The task:
Work out how many lines of the listing below mention the word "dropped", and give only that figure.

Information:
◇ ◇ ◇ ◇
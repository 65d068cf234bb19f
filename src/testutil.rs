//! Shared test helpers for in-crate router tests.

use std::collections::HashMap;
use std::sync::Arc;

use crate::config::{AuthConfig, Config, GuardConfig, NodeConfig, StorageConfig, UploadConfig};
use crate::guard::GuardMode;
use crate::object_store::LocalStore;
use crate::AppState;

pub const TEST_TOKEN: &str = "test-session-token";
pub const TEST_USER: &str = "u1";

/// Create a test AppState backed by a local object store in a temporary directory.
pub fn test_state(temp_dir: &tempfile::TempDir) -> Arc<AppState> {
    let files_dir = temp_dir.path().join("files");

    let config = Config {
        auth: AuthConfig {
            sessions: HashMap::from([(TEST_TOKEN.to_string(), TEST_USER.to_string())]),
        },
        guard: GuardConfig {
            mode: GuardMode::Live,
            window_seconds: 60,
            max_requests: 5,
        },
        node: NodeConfig {
            bind_address: "127.0.0.1:0".to_string(),
            public_base_url: "http://uploads.test".to_string(),
        },
        storage: StorageConfig {
            local_storage_path: files_dir.to_string_lossy().to_string(),
            local_signing_secret: uuid::Uuid::new_v4().to_string(),
            ..Default::default()
        },
        upload: UploadConfig {
            max_upload_size: 1024 * 1024, // 1MB for tests
            grant_ttl_seconds: 360,
        },
    };

    let store = Arc::new(
        LocalStore::new(
            &files_dir,
            &config.node.public_base_url,
            config.storage.local_signing_secret.as_bytes(),
        )
        .expect("Failed to create test object store"),
    );

    Arc::new(AppState::new(config, store.clone(), Some(store)))
}
//! Session-derived caller identity.

use std::collections::HashMap;
use std::sync::Arc;

use axum::extract::FromRequestParts;
use axum::http::{header, request::Parts, HeaderMap};

use crate::api::response::ApiError;
use crate::AppState;

/// Cookie carrying the session token for browser callers.
pub const SESSION_COOKIE: &str = "session_token";

#[derive(Debug, Clone, PartialEq, Eq)]
pub struct Identity {
    pub user_id: String,
}

/// Resolves session tokens issued by the identity provider to user identities.
#[derive(Debug, Clone, Default)]
pub struct SessionStore {
    sessions: HashMap<String, String>,
}

impl SessionStore {
    pub fn new(sessions: HashMap<String, String>) -> Self {
        Self { sessions }
    }

    pub fn resolve(&self, token: &str) -> Option<Identity> {
        self.sessions.get(token).map(|user_id| Identity {
            user_id: user_id.clone(),
        })
    }
}

/// Extract a session token from `Authorization: Bearer` or the session cookie.
pub fn session_token(headers: &HeaderMap) -> Option<&str> {
    let bearer = headers
        .get(header::AUTHORIZATION)
        .and_then(|v| v.to_str().ok())
        .and_then(|v| v.strip_prefix("Bearer "))
        .map(str::trim)
        .filter(|t| !t.is_empty());
    if bearer.is_some() {
        return bearer;
    }

    headers
        .get_all(header::COOKIE)
        .iter()
        .filter_map(|v| v.to_str().ok())
        .flat_map(|v| v.split(';'))
        .filter_map(|pair| pair.trim().split_once('='))
        .find(|(name, _)| *name == SESSION_COOKIE)
        .map(|(_, value)| value)
        .filter(|t| !t.is_empty())
}

/// The authenticated caller of a request. Rejects with 401 when no session resolves.
#[derive(Debug, Clone)]
pub struct Caller(pub Identity);

#[axum::async_trait]
impl FromRequestParts<Arc<AppState>> for Caller {
    type Rejection = ApiError;

    async fn from_request_parts(
        parts: &mut Parts,
        state: &Arc<AppState>,
    ) -> Result<Self, ApiError> {
        let token = session_token(&parts.headers)
            .ok_or_else(|| ApiError::unauthorized("Authentication required"))?;

        state
            .sessions
            .resolve(token)
            .map(Caller)
            .ok_or_else(|| ApiError::unauthorized("Session is invalid or expired"))
    }
}
use std::fmt;
use std::str::FromStr;

use serde::{Deserialize, Serialize};

/// Investor risk category produced by the classifier and used as the portfolio key.
#[derive(Debug, Clone, Copy, PartialEq, Eq, Hash, Serialize, Deserialize)]
pub enum RiskProfile {
    Conservative,
    Balanced,
    Aggressive,
}

impl RiskProfile {
    pub const ALL: [RiskProfile; 3] = [
        RiskProfile::Conservative,
        RiskProfile::Balanced,
        RiskProfile::Aggressive,
    ];

    pub fn as_str(&self) -> &'static str {
        match self {
            RiskProfile::Conservative => "Conservative",
            RiskProfile::Balanced => "Balanced",
            RiskProfile::Aggressive => "Aggressive",
        }
    }
}

impl Default for RiskProfile {
    fn default() -> Self {
        RiskProfile::Balanced
    }
}

impl fmt::Display for RiskProfile {
    fn fmt(&self, f: &mut fmt::Formatter<'_>) -> fmt::Result {
        f.write_str(self.as_str())
    }
}

impl FromStr for RiskProfile {
    type Err = String;

    fn from_str(s: &str) -> Result<Self, Self::Err> {
        match s {
            "Conservative" => Ok(RiskProfile::Conservative),
            "Balanced" => Ok(RiskProfile::Balanced),
            "Aggressive" => Ok(RiskProfile::Aggressive),
            other => Err(format!("Unknown risk profile: {}", other)),
        }
    }
}
//! Replaces the stored model portfolios with the built-in definitions.
//!
//! Run: `cargo run --bin seed` with `DATABASE_URL` set.

use anyhow::Context;
use sqlx::postgres::PgPoolOptions;

use risk_profiler_backend::db::portfolio_queries;
use risk_profiler_backend::logging::{init_logging, LoggingConfig};
use risk_profiler_backend::models::PortfolioDefinition;
use risk_profiler_backend::services::portfolio_service;
use risk_profiler_backend::store::PgPortfolioStore;

#[tokio::main]
async fn main() -> anyhow::Result<()> {
    dotenvy::dotenv().ok();
    init_logging(LoggingConfig::from_env())?;

    let database_url = std::env::var("DATABASE_URL").context("DATABASE_URL must be set")?;

    let definitions = PortfolioDefinition::defaults();
    portfolio_service::validate_for_write(&definitions)?;

    let pool = PgPoolOptions::new()
        .max_connections(1)
        .connect(&database_url)
        .await
        .context("failed to connect to Postgres")?;
    PgPortfolioStore::new(pool.clone()).migrate().await?;

    let inserted = portfolio_queries::replace_all(&pool, &definitions).await?;
    tracing::info!("✓ Inserted {} model portfolios", inserted);
    for d in &definitions {
        let a = d.asset_allocation;
        tracing::info!(
            "  - {}: {}% stocks, {}% bonds, {}% cash, {}% crypto",
            d.risk_profile, a.stocks, a.bonds, a.cash, a.crypto
        );
    }

    pool.close().await;
    Ok(())
}
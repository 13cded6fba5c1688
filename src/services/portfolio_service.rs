use tracing::{debug, warn};

use crate::errors::AppError;
use crate::models::{PortfolioDefinition, RiskProfile};
use crate::store::PortfolioStore;

/// Looks up the model portfolio for a profile. A missing row is `Ok(None)`.
pub async fn resolve(
    store: &dyn PortfolioStore,
    risk_profile: RiskProfile,
) -> Result<Option<PortfolioDefinition>, AppError> {
    let portfolio = store.find_by_risk_profile(risk_profile).await?;
    match &portfolio {
        Some(_) => debug!("Resolved portfolio for {}", risk_profile),
        None => warn!("No portfolio definition stored for {}", risk_profile),
    }
    Ok(portfolio)
}

pub async fn fetch_all(store: &dyn PortfolioStore) -> Result<Vec<PortfolioDefinition>, AppError> {
    store.fetch_all().await
}

/// Write-time checks: valid allocations and at most one definition per profile.
pub fn validate_for_write(definitions: &[PortfolioDefinition]) -> Result<(), AppError> {
    for (i, definition) in definitions.iter().enumerate() {
        if definition.description.trim().is_empty() {
            return Err(AppError::InvalidInput(format!(
                "{} portfolio description cannot be empty",
                definition.risk_profile
            )));
        }
        definition.asset_allocation.validate().map_err(|e| {
            AppError::InvalidInput(format!("{} portfolio: {}", definition.risk_profile, e))
        })?;
        if definitions[..i].iter().any(|d| d.risk_profile == definition.risk_profile) {
            return Err(AppError::InvalidInput(format!(
                "duplicate portfolio for {}",
                definition.risk_profile
            )));
        }
    }
    Ok(())
}

#[cfg(test)]
mod tests {
    use super::*;
    use crate::models::AssetAllocation;
    use crate::store::InMemoryPortfolioStore;

    #[tokio::test]
    async fn test_resolve_aggressive_returns_stored_allocation() {
        let store = InMemoryPortfolioStore::seeded().unwrap();
        let portfolio = resolve(&store, RiskProfile::Aggressive).await.unwrap().unwrap();
        assert_eq!(portfolio.asset_allocation, AssetAllocation::new(70, 10, 5, 15));
    }

    #[tokio::test]
    async fn test_resolve_missing_is_none() {
        let store = InMemoryPortfolioStore::empty();
        assert!(resolve(&store, RiskProfile::Conservative).await.unwrap().is_none());
    }

    #[test]
    fn test_validate_defaults() {
        assert!(validate_for_write(&PortfolioDefinition::defaults()).is_ok());
    }

    #[test]
    fn test_validate_rejects_duplicates() {
        let mut definitions = PortfolioDefinition::defaults();
        definitions.push(definitions[0].clone());
        assert!(matches!(validate_for_write(&definitions), Err(AppError::InvalidInput(_))));
    }

    #[test]
    fn test_validate_rejects_bad_allocation() {
        let definitions = vec![PortfolioDefinition::new(
            RiskProfile::Conservative,
            "safe",
            AssetAllocation::new(20, 50, 25, 6),
            "#4CAF50",
        )];
        assert!(matches!(validate_for_write(&definitions), Err(AppError::InvalidInput(_))));
    }
}
use chrono::{DateTime, Utc};
use sqlx::{FromRow, PgPool};

use crate::models::{AssetAllocation, PortfolioDefinition, RiskProfile, DEFAULT_VISUALISATION_COLOR};

#[derive(Debug, FromRow)]
pub struct PortfolioDefinitionRow {
    pub risk_profile: String,
    pub description: String,
    pub stocks: i32,
    pub bonds: i32,
    pub cash: i32,
    pub crypto: i32,
    pub visualisation_color: Option<String>,
    pub last_updated: DateTime<Utc>,
}

impl TryFrom<PortfolioDefinitionRow> for PortfolioDefinition {
    type Error = sqlx::Error;

    fn try_from(row: PortfolioDefinitionRow) -> Result<Self, Self::Error> {
        let risk_profile = row
            .risk_profile
            .parse::<RiskProfile>()
            .map_err(|e| sqlx::Error::Decode(e.into()))?;
        Ok(PortfolioDefinition {
            risk_profile,
            description: row.description,
            asset_allocation: AssetAllocation::new(row.stocks, row.bonds, row.cash, row.crypto),
            visualisation_color: row
                .visualisation_color
                .unwrap_or_else(|| DEFAULT_VISUALISATION_COLOR.to_string()),
            last_updated: row.last_updated,
        })
    }
}

const SELECT_COLUMNS: &str = "SELECT risk_profile, description, stocks, bonds, cash, crypto,
                                     visualisation_color, last_updated
                              FROM portfolio_definitions";

pub async fn fetch_all(pool: &PgPool) -> Result<Vec<PortfolioDefinition>, sqlx::Error> {
    let query = format!(
        "{} ORDER BY CASE risk_profile
                WHEN 'Conservative' THEN 0
                WHEN 'Balanced' THEN 1
                ELSE 2 END",
        SELECT_COLUMNS
    );
    sqlx::query_as::<_, PortfolioDefinitionRow>(&query)
        .fetch_all(pool)
        .await?
        .into_iter()
        .map(PortfolioDefinition::try_from)
        .collect()
}

pub async fn fetch_by_risk_profile(
    pool: &PgPool,
    risk_profile: RiskProfile,
) -> Result<Option<PortfolioDefinition>, sqlx::Error> {
    let query = format!("{} WHERE risk_profile = $1", SELECT_COLUMNS);
    sqlx::query_as::<_, PortfolioDefinitionRow>(&query)
        .bind(risk_profile.as_str())
        .fetch_optional(pool)
        .await?
        .map(PortfolioDefinition::try_from)
        .transpose()
}

/// Replaces every stored definition in one transaction. Callers validate allocations first.
pub async fn replace_all(
    pool: &PgPool,
    definitions: &[PortfolioDefinition],
) -> Result<u64, sqlx::Error> {
    let mut tx = pool.begin().await?;

    sqlx::query("DELETE FROM portfolio_definitions")
        .execute(&mut *tx)
        .await?;

    let mut inserted = 0;
    for definition in definitions {
        let allocation = definition.asset_allocation;
        let result = sqlx::query(
            "INSERT INTO portfolio_definitions
                (risk_profile, description, stocks, bonds, cash, crypto, visualisation_color, last_updated)
             VALUES ($1, $2, $3, $4, $5, $6, $7, $8)",
        )
        .bind(definition.risk_profile.as_str())
        .bind(&definition.description)
        .bind(allocation.stocks)
        .bind(allocation.bonds)
        .bind(allocation.cash)
        .bind(allocation.crypto)
        .bind(&definition.visualisation_color)
        .bind(definition.last_updated)
        .execute(&mut *tx)
        .await?;
        inserted += result.rows_affected();
    }

    tx.commit().await?;
    Ok(inserted)
}

#[cfg(test)]
mod tests {
    use super::*;

    fn row(risk_profile: &str, color: Option<&str>) -> PortfolioDefinitionRow {
        PortfolioDefinitionRow {
            risk_profile: risk_profile.to_string(),
            description: "growth".to_string(),
            stocks: 70,
            bonds: 10,
            cash: 5,
            crypto: 15,
            visualisation_color: color.map(String::from),
            last_updated: Utc::now(),
        }
    }

    #[test]
    fn test_row_converts_to_definition() {
        let definition = PortfolioDefinition::try_from(row("Aggressive", Some("#FF5733"))).unwrap();
        assert_eq!(definition.risk_profile, RiskProfile::Aggressive);
        assert_eq!(definition.asset_allocation, AssetAllocation::new(70, 10, 5, 15));
        assert_eq!(definition.visualisation_color, "#FF5733");
    }

    #[test]
    fn test_missing_color_uses_default() {
        let definition = PortfolioDefinition::try_from(row("Balanced", None)).unwrap();
        assert_eq!(definition.visualisation_color, DEFAULT_VISUALISATION_COLOR);
    }

    #[test]
    fn test_unknown_profile_is_decode_error() {
        let result = PortfolioDefinition::try_from(row("Speculative", None));
        assert!(matches!(result, Err(sqlx::Error::Decode(_))));
    }
}
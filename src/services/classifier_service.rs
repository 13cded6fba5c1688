use tracing::{info, warn};

use crate::external::{ClassifierWorker, WorkerError};
use crate::models::ClassificationResult;

pub const PROCESS_FAILED: &str = "Classification process failed";
pub const PARSE_FAILED: &str = "Failed to parse classification result";
pub const START_FAILED: &str = "Failed to start classification process";

/// Client-facing reason for a worker failure. Timeouts count as a failed process.
pub fn fallback_reason(error: &WorkerError) -> &'static str {
    match error {
        WorkerError::Spawn(_) => START_FAILED,
        WorkerError::Parse(_) => PARSE_FAILED,
        WorkerError::ExitStatus { .. } | WorkerError::Io(_) | WorkerError::Timeout(_) => {
            PROCESS_FAILED
        }
    }
}

/// Classifies sanitized text. Never fails: every worker failure becomes the
/// Balanced fallback with a descriptive `error`.
pub async fn classify(worker: &dyn ClassifierWorker, text: &str) -> ClassificationResult {
    match worker.run(text).await {
        Ok(result) if result.has_valid_confidence() => {
            info!(
                risk_profile = %result.risk_profile,
                confidence = result.confidence,
                "Classification succeeded"
            );
            result
        }
        Ok(result) => {
            warn!("Classifier returned confidence {} outside [0, 1]", result.confidence);
            ClassificationResult::fallback(PARSE_FAILED)
        }
        Err(e) => {
            warn!("Classifier worker failed, using fallback: {}", e);
            ClassificationResult::fallback(fallback_reason(&e))
        }
    }
}
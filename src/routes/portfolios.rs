use axum::extract::State;
use axum::routing::get;
use axum::{Json, Router};
use http::StatusCode;
use tracing::{error, info};

use crate::models::{ErrorBody, PortfolioDefinition};
use crate::services;
use crate::state::AppState;

pub fn router() -> Router<AppState> {
    Router::new()
        .route("/", get(fetch_portfolios))
}

/// GET /portfolios
/// Lists every model portfolio (admin/debug view).
pub async fn fetch_portfolios(
    State(state): State<AppState>,
) -> Result<Json<Vec<PortfolioDefinition>>, (StatusCode, Json<ErrorBody>)> {
    info!("GET /portfolios - Fetching all portfolios");
    let portfolios = services::portfolio_service::fetch_all(state.store.as_ref())
        .await
        .map_err(|e| {
            error!("Failed to fetch portfolios: {}", e);
            (
                StatusCode::INTERNAL_SERVER_ERROR,
                Json(ErrorBody::new("Failed to fetch portfolios")),
            )
        })?;
    Ok(Json(portfolios))
}
use async_trait::async_trait;
use sqlx::PgPool;

use crate::db::portfolio_queries;
use crate::errors::AppError;
use crate::models::{PortfolioDefinition, RiskProfile};
use crate::store::PortfolioStore;

/// Postgres-backed store over the `portfolio_definitions` table.
#[derive(Clone)]
pub struct PgPortfolioStore {
    pool: PgPool,
}

impl PgPortfolioStore {
    pub fn new(pool: PgPool) -> Self {
        Self { pool }
    }

    pub async fn migrate(&self) -> Result<(), AppError> {
        sqlx::migrate!("./migrations").run(&self.pool).await?;
        Ok(())
    }
}

#[async_trait]
impl PortfolioStore for PgPortfolioStore {
    async fn find_by_risk_profile(
        &self,
        risk_profile: RiskProfile,
    ) -> Result<Option<PortfolioDefinition>, AppError> {
        let definition = portfolio_queries::fetch_by_risk_profile(&self.pool, risk_profile).await?;
        Ok(definition)
    }

    async fn fetch_all(&self) -> Result<Vec<PortfolioDefinition>, AppError> {
        let definitions = portfolio_queries::fetch_all(&self.pool).await?;
        Ok(definitions)
    }
}
mod analysis;
mod classification;
mod portfolio;
mod risk_profile;

pub use analysis::{AnalysisOutcome, AnalysisResponse, ErrorBody};
pub use classification::{ClassificationResult, FALLBACK_CONFIDENCE};
pub use portfolio::{
    AllocationError, AssetAllocation, PortfolioDefinition, PortfolioView,
    DEFAULT_VISUALISATION_COLOR,
};
pub use risk_profile::RiskProfile;
use std::ffi::OsString;
use std::process::{ExitStatus, Stdio};
use std::time::Duration;

use async_trait::async_trait;
use tokio::io::AsyncReadExt;
use tokio::process::{Child, ChildStderr, ChildStdout, Command};
use tracing::debug;

use crate::config::ClassifierConfig;
use crate::external::classifier_worker::{parse_output, ClassifierWorker, WorkerError};
use crate::models::ClassificationResult;

/// Runs the classifier as a child process per call: `program args... <text>`.
///
/// The child is killed if the call times out or the calling future is dropped.
#[derive(Debug, Clone)]
pub struct ProcessClassifierWorker {
    program: OsString,
    args: Vec<OsString>,
    timeout: Duration,
}

impl ProcessClassifierWorker {
    pub fn new(program: impl Into<OsString>, args: Vec<OsString>, timeout: Duration) -> Self {
        Self {
            program: program.into(),
            args,
            timeout,
        }
    }

    pub fn from_config(config: &ClassifierConfig) -> Self {
        let args = config
            .script
            .iter()
            .map(|script| script.clone().into_os_string())
            .collect();
        Self::new(config.program.clone(), args, config.timeout)
    }

    pub fn timeout(&self) -> Duration {
        self.timeout
    }
}

/// Largest stdout accepted from the worker; a single JSON object is far smaller.
pub const MAX_STDOUT_BYTES: u64 = 64 * 1024;
/// Stderr beyond this is drained and discarded.
pub const MAX_STDERR_BYTES: u64 = 16 * 1024;

struct CappedOutput {
    status: ExitStatus,
    stdout: Vec<u8>,
    stderr: Vec<u8>,
}

#[async_trait]
impl ClassifierWorker for ProcessClassifierWorker {
    async fn run(&self, text: &str) -> Result<ClassificationResult, WorkerError> {
        let mut child = Command::new(&self.program)
            .args(&self.args)
            .arg(text)
            .stdin(Stdio::null())
            .stdout(Stdio::piped())
            .stderr(Stdio::piped())
            .kill_on_drop(true)
            .spawn()
            .map_err(|e| WorkerError::Spawn(e.to_string()))?;

        debug!(pid = ?child.id(), "Classifier worker started");

        // On timeout or oversized output the child is dropped on return, which kills it.
        let output = match tokio::time::timeout(self.timeout, collect_output(&mut child)).await {
            Ok(result) => result?,
            Err(_) => return Err(WorkerError::Timeout(self.timeout)),
        };

        if !output.status.success() {
            return Err(WorkerError::ExitStatus {
                status: output.status.to_string(),
                stderr: String::from_utf8_lossy(&output.stderr).trim().to_string(),
            });
        }

        parse_output(&output.stdout)
    }
}

async fn collect_output(child: &mut Child) -> Result<CappedOutput, WorkerError> {
    let stdout = child
        .stdout
        .take()
        .ok_or_else(|| WorkerError::Io("worker stdout was not captured".into()))?;
    let stderr = child
        .stderr
        .take()
        .ok_or_else(|| WorkerError::Io("worker stderr was not captured".into()))?;

    let (stdout, stderr) = tokio::try_join!(read_stdout(stdout), read_stderr(stderr))?;
    let status = child.wait().await.map_err(io_error)?;
    Ok(CappedOutput { status, stdout, stderr })
}

async fn read_stdout(stdout: ChildStdout) -> Result<Vec<u8>, WorkerError> {
    let mut buf = Vec::new();
    stdout
        .take(MAX_STDOUT_BYTES + 1)
        .read_to_end(&mut buf)
        .await
        .map_err(io_error)?;
    if buf.len() as u64 > MAX_STDOUT_BYTES {
        return Err(WorkerError::Parse(format!(
            "worker stdout exceeded {} bytes",
            MAX_STDOUT_BYTES
        )));
    }
    Ok(buf)
}

async fn read_stderr(mut stderr: ChildStderr) -> Result<Vec<u8>, WorkerError> {
    let mut buf = Vec::new();
    (&mut stderr)
        .take(MAX_STDERR_BYTES)
        .read_to_end(&mut buf)
        .await
        .map_err(io_error)?;
    tokio::io::copy(&mut stderr, &mut tokio::io::sink())
        .await
        .map_err(io_error)?;
    Ok(buf)
}

fn io_error(e: std::io::Error) -> WorkerError {
    WorkerError::Io(e.to_string())
}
◇ ◇ ◇ ◇
Your response:
2